Cortisone Injections: Benefits, Limits and Common Misunderstandings

Cortisone Injections: Benefits, Limits and Common Misunderstandings

Cortisone injections are commonly used for musculoskeletal pain. They can be very helpful in the right setting, but they are often misunderstood.

Cortisone is a corticosteroid medication. Its main role is to reduce inflammation. That can make it useful for conditions where inflammation is a major driver of pain, such as some bursitis, arthritis flares, synovitis or irritated joint capsules.

What cortisone can do

The biggest advantage is that cortisone can work relatively quickly. Some people notice improvement within days. This can help settle a flare, improve sleep, or create a window to restart rehabilitation.

That does not mean it repairs a tendon, rebuilds cartilage or permanently fixes the underlying driver. It is a symptom-modifying treatment.

Where it can disappoint

For tendinopathy, repeated cortisone can be a poor long-term strategy. It may reduce pain in the short term but can be associated with worse longer-term outcomes in some tendon conditions. For osteoarthritis, benefit is usually temporary and should be balanced against the overall treatment plan.

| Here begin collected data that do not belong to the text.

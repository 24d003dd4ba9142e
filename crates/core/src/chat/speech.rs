/// Voice parameters used when reading an explanation aloud.
#[derive(Clone, Debug, PartialEq)]
pub struct SpeechStyle {
    /// BCP 47 language tag of the voice.
    pub lang: String,
    /// Speaking rate, `1.0` being the platform default.
    pub rate: f32,
    /// Voice pitch, `1.0` being the platform default.
    pub pitch: f32,
}

impl Default for SpeechStyle {
    fn default() -> Self {
        Self {
            lang: "fr-FR".to_owned(),
            rate: 0.9,
            pitch: 1.1,
        }
    }
}

/// Callback invoked with the final transcript of a voice capture.
pub type OnTranscript = Box<dyn FnOnce(String) + Send>;

/// Callback invoked once a capture or an utterance is over.
pub type OnEnd = Box<dyn FnOnce() + Send>;

/// Speech-to-text and text-to-speech as provided by the host platform.
///
/// Both features are best-effort. An implementation that lacks one of them
/// returns `false` from the matching start method and does nothing else.
pub trait SpeechCapability: Send + Sync + 'static {
    /// Starts capturing one utterance. `on_transcript` is called at most
    /// once with the final transcript, then `on_end` is called.
    ///
    /// Returns `false` if voice capture is unavailable.
    fn start_capture(&self, on_transcript: OnTranscript, on_end: OnEnd)
    -> bool;

    /// Stops an ongoing capture.
    fn stop_capture(&self);

    /// Reads `text` aloud, calling `on_end` when done.
    ///
    /// Returns `false` if speech synthesis is unavailable.
    fn speak(&self, text: &str, style: &SpeechStyle, on_end: OnEnd) -> bool;

    /// Stops reading aloud.
    fn cancel_speech(&self);
}

/// A platform with no speech features at all.
#[derive(Clone, Copy, Debug, Default)]
pub struct NoSpeech;

impl SpeechCapability for NoSpeech {
    #[inline]
    fn start_capture(&self, _: OnTranscript, _: OnEnd) -> bool {
        false
    }

    #[inline]
    fn stop_capture(&self) {}

    #[inline]
    fn speak(&self, _: &str, _: &SpeechStyle, _: OnEnd) -> bool {
        false
    }

    #[inline]
    fn cancel_speech(&self) {}
}
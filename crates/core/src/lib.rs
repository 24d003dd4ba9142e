//! Core logic of MathBot: the system prompt, the reply extractor, the
//! relay between chat clients and the model, and the chat client state
//! machine.

#![deny(missing_docs)]

#[macro_use]
extern crate tracing;

pub mod chat;
mod extract;
mod model_client;
pub mod prompt;
pub mod relay;

pub use chat::{ChatSession, ChatSessionBuilder};
pub use extract::{NO_EXPLANATION, StructuredReply};
pub use relay::{Relay, RelayError, RelayErrorKind};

This is why the diagnosis matters. “Pain” is not enough information. The tissue and mechanism matter.

Why image guidance may be used

Some injections can be performed accurately by anatomical landmarks. Others are more reliable with ultrasound guidance, especially small joints, deep targets or areas near important structures. Accuracy is not the only factor in success, but it matters.

What should happen after the injection?

An injection should come with a plan. That might include load modification, strengthening, physiotherapy, weight management, footwear changes, or review of work and sport demands. If the same problem keeps flaring, the bigger question is why.

The bottom line

Cortisone can be useful when the target and goal are clear. It is best thought of as one tool, not the whole toolbox.

References
  • Coombes BK, Bisset L, Brooks P, Khan A, Vicenzino B. Effect of corticosteroid injection, physiotherapy, or both on clinical outcomes in unilateral lateral epicondylalgia. JAMA. 2013;309(5):461-469.
  • McAlindon TE, LaValley MP, Harvey WF, et al. Effect of intra-articular triamcinolone vs saline on knee cartilage volume and pain in knee osteoarthritis. JAMA. 2017;317(19):1967-1975.
  • NICE. Osteoarthritis in over 16s: diagnosis and management. NICE guideline NG226. 2022.
This article is general information only and is not a substitute for individual medical advice. It does not establish a doctor–patient relationship. Please consult your GP or a qualified health practitioner about your specific circumstances.